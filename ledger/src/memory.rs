//! In-memory ledger store.
//!
//! Implements both store traits over insertion-ordered vectors. Used by tests
//! and by the node when it serves a JSON fixture instead of a database.

use std::sync::atomic::{AtomicBool, Ordering};

use async_trait::async_trait;
use parking_lot::RwLock;
use serde::{Deserialize, Serialize};
use tracing::debug;

use ledgerview_common::{
    Account, AccountAddress, LedgerError, Result, Transaction, TransactionId,
};

use crate::filter::{AccountFilter, Page, TransactionFilter};
use crate::store::{AccountDirectory, TransactionStore};

/// Serializable snapshot of a ledger.
#[derive(Debug, Clone, Default, Serialize, Deserialize)]
pub struct LedgerSnapshot {
    #[serde(default)]
    pub accounts: Vec<Account>,
    #[serde(default)]
    pub transactions: Vec<Transaction>,
}

/// In-memory transaction store and account directory.
#[derive(Debug)]
pub struct InMemoryLedgerStore {
    transactions: RwLock<Vec<Transaction>>,
    accounts: RwLock<Vec<Account>>,
    available: AtomicBool,
}

impl Default for InMemoryLedgerStore {
    fn default() -> Self {
        Self::new()
    }
}

impl InMemoryLedgerStore {
    /// Create an empty store.
    pub fn new() -> Self {
        Self {
            transactions: RwLock::new(Vec::new()),
            accounts: RwLock::new(Vec::new()),
            available: AtomicBool::new(true),
        }
    }

    /// Build a store from a snapshot, rejecting duplicate account addresses.
    pub fn from_snapshot(snapshot: LedgerSnapshot) -> Result<Self> {
        let store = Self::new();
        for account in snapshot.accounts {
            store.insert_account(account)?;
        }
        for tx in snapshot.transactions {
            store.insert_transaction(tx);
        }
        Ok(store)
    }

    /// Append a transaction at the end of the natural order.
    pub fn insert_transaction(&self, tx: Transaction) {
        self.transactions.write().push(tx);
    }

    /// Add an account. Addresses are unique.
    pub fn insert_account(&self, account: Account) -> Result<()> {
        let mut accounts = self.accounts.write();
        if accounts.iter().any(|a| a.addr == account.addr) {
            return Err(LedgerError::DuplicateAccount(account.addr.to_string()));
        }
        accounts.push(account);
        Ok(())
    }

    /// Simulate the backing service going away (or coming back).
    pub fn set_available(&self, available: bool) {
        self.available.store(available, Ordering::SeqCst);
    }

    /// Number of stored transactions.
    pub fn transaction_count(&self) -> usize {
        self.transactions.read().len()
    }

    /// Number of stored accounts.
    pub fn account_count(&self) -> usize {
        self.accounts.read().len()
    }

    fn ensure_available(&self) -> Result<()> {
        if self.available.load(Ordering::SeqCst) {
            Ok(())
        } else {
            Err(LedgerError::StoreUnavailable(
                "in-memory store is offline".to_string(),
            ))
        }
    }

    fn collect_where(&self, pred: impl Fn(&Transaction) -> bool) -> Result<Vec<Transaction>> {
        self.ensure_available()?;
        Ok(self
            .transactions
            .read()
            .iter()
            .filter(|tx| pred(tx))
            .cloned()
            .collect())
    }
}

#[async_trait]
impl TransactionStore for InMemoryLedgerStore {
    async fn search(&self, filter: &TransactionFilter, page: Page) -> Result<Vec<Transaction>> {
        self.ensure_available()?;
        let transactions = self.transactions.read();
        let found = page.apply(transactions.iter().filter(|tx| filter.matches(tx)).cloned());
        debug!(count = found.len(), skip = page.skip, limit = page.limit, "In-memory search");
        Ok(found)
    }

    async fn get(&self, id: TransactionId) -> Result<Option<Transaction>> {
        self.ensure_available()?;
        Ok(self.transactions.read().iter().find(|tx| tx.id == id).cloned())
    }

    async fn by_credit(&self, addr: &AccountAddress) -> Result<Vec<Transaction>> {
        self.collect_where(|tx| &tx.credit == addr)
    }

    async fn by_debit(&self, addr: &AccountAddress) -> Result<Vec<Transaction>> {
        self.collect_where(|tx| &tx.debit == addr)
    }
}

#[async_trait]
impl AccountDirectory for InMemoryLedgerStore {
    async fn find_by_addr(&self, addr: &AccountAddress) -> Result<Option<Account>> {
        self.ensure_available()?;
        Ok(self.accounts.read().iter().find(|a| &a.addr == addr).cloned())
    }

    async fn search(&self, filter: &AccountFilter) -> Result<Vec<Account>> {
        self.ensure_available()?;
        Ok(self
            .accounts
            .read()
            .iter()
            .filter(|a| filter.matches(a))
            .cloned()
            .collect())
    }
}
--
# Aim of the exercise
Only lines containing the string "matches" belong in the answer; find them in the data above and copy them.

# Solution to this problem
        let found = page.apply(transactions.iter().filter(|tx| filter.matches(tx)).cloned());
            .filter(|a| filter.matches(a))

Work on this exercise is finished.